Task description:
Write out exactly the lines below that run from the one containing "let rpc = config.connect_rpc().with_request_timeout(timeout);" through the one containing "assert!(matches!(nonce, Err(RpcError::Timeout(_))));", both included, with no other lines.

*** Data supplied Section Begins ***

pub mod note_index;

pub use note_index::{Document, NoteIndex, SearchCandidate};
use load_tester::{
    rpc::{ChainRpc, RpcError},
    test_utils::{setup_logging, test_config},
};
use std::time::Duration;
use tokio::{net::TcpListener, time::Instant};

/// Accepts connections and never answers.
async fn silent_endpoint() -> eyre::Result<url::Url> {
    let listener = TcpListener::bind("127.0.0.1:0").await?;
    let addr = listener.local_addr()?;
    tokio::spawn(async move {
        let mut held = Vec::new();
        while let Ok((stream, _)) = listener.accept().await {
            held.push(stream);
        }
    });
    Ok(format!("http://{addr}").parse()?)
}

#[tokio::test]
async fn stalled_requests_time_out() -> eyre::Result<()> {
    setup_logging();
    let mut config = test_config();
    config.rpc_url = silent_endpoint().await?;
    let timeout = Duration::from_millis(200);
    let rpc = config.connect_rpc().with_request_timeout(timeout);

    let started = Instant::now();
    let gas_price = rpc.gas_price().await;
    let nonce = rpc.sequence_number(alloy::primitives::Address::ZERO, true).await;

    assert!(matches!(gas_price, Err(RpcError::Timeout(t)) if t == timeout));
    assert!(matches!(nonce, Err(RpcError::Timeout(_))));
    assert!(started.elapsed() < Duration::from_secs(5));
    Ok(())
}
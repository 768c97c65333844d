use crate::{constants::PROBE_TIMEOUT, metrics::LoadMetrics, rpc::ChainRpc};
use init4_bin_base::deps::tracing::{debug, info, warn};
use std::{sync::Arc, time::Duration};
use tokio::time::{sleep, timeout};

/// Errors raised while establishing connectivity.
#[derive(thiserror::Error, Debug, Clone, Copy, PartialEq, Eq)]
pub enum HealthError {
    /// The endpoint did not answer within the startup attempt budget.
    #[error("endpoint unavailable after {attempts} attempts")]
    ConnectionUnavailable {
        /// Number of probes attempted.
        attempts: usize,
    },
}

/// Probes the endpoint for liveness and reports into the connectivity gauge.
#[derive(Debug)]
pub struct HealthMonitor<R> {
    rpc: Arc<R>,
    metrics: Arc<LoadMetrics>,
    probe_timeout: Duration,
}

impl<R> Clone for HealthMonitor<R> {
    fn clone(&self) -> Self {
        Self {
            rpc: self.rpc.clone(),
            metrics: self.metrics.clone(),
            probe_timeout: self.probe_timeout,
        }
    }
}

impl<R: ChainRpc> HealthMonitor<R> {
    /// Create a monitor with the default probe timeout.
    pub const fn new(rpc: Arc<R>, metrics: Arc<LoadMetrics>) -> Self {
        Self { rpc, metrics, probe_timeout: PROBE_TIMEOUT }
    }

    /// Set the timeout applied to each probe.
    pub fn with_probe_timeout(mut self, probe_timeout: Duration) -> Self {
        self.probe_timeout = probe_timeout;
        self
    }

    /// Fetch the block number as a liveness probe. Never fails: any probe
    /// error is logged and reported as `false`.
    pub async fn check(&self) -> bool {
        let up = match timeout(self.probe_timeout, self.rpc.block_number()).await {
            Ok(Ok(block_number)) => {
                debug!(block_number, "connectivity probe succeeded");
                true
            }
            Ok(Err(error)) => {
                warn!(%error, "connectivity probe failed");
                false
            }
            Err(_) => {
                warn!(timeout = ?self.probe_timeout, "connectivity probe timed out");
                false
            }
        };
        self.metrics.set_connected(up);
        up
    }

    /// Probe every `delay` until the endpoint answers, at most `max_attempts`
    /// times.
    pub async fn wait_until_ready(
        &self,
        max_attempts: usize,
        delay: Duration,
    ) -> Result<(), HealthError> {
        for attempt in 1..=max_attempts {
            if self.check().await {
                info!(attempt, "connection established");
                return Ok(());
            }
            if attempt < max_attempts {
                info!(attempt, max_attempts, "waiting for node");
                sleep(delay).await;
            }
        }
        Err(HealthError::ConnectionUnavailable { attempts: max_attempts })
    }
}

*** Data supplied Section Ends ***

Answer space:
    let rpc = config.connect_rpc().with_request_timeout(timeout);

    let started = Instant::now();
    let gas_price = rpc.gas_price().await;
    let nonce = rpc.sequence_number(alloy::primitives::Address::ZERO, true).await;

    assert!(matches!(gas_price, Err(RpcError::Timeout(t)) if t == timeout));
    assert!(matches!(nonce, Err(RpcError::Timeout(_))));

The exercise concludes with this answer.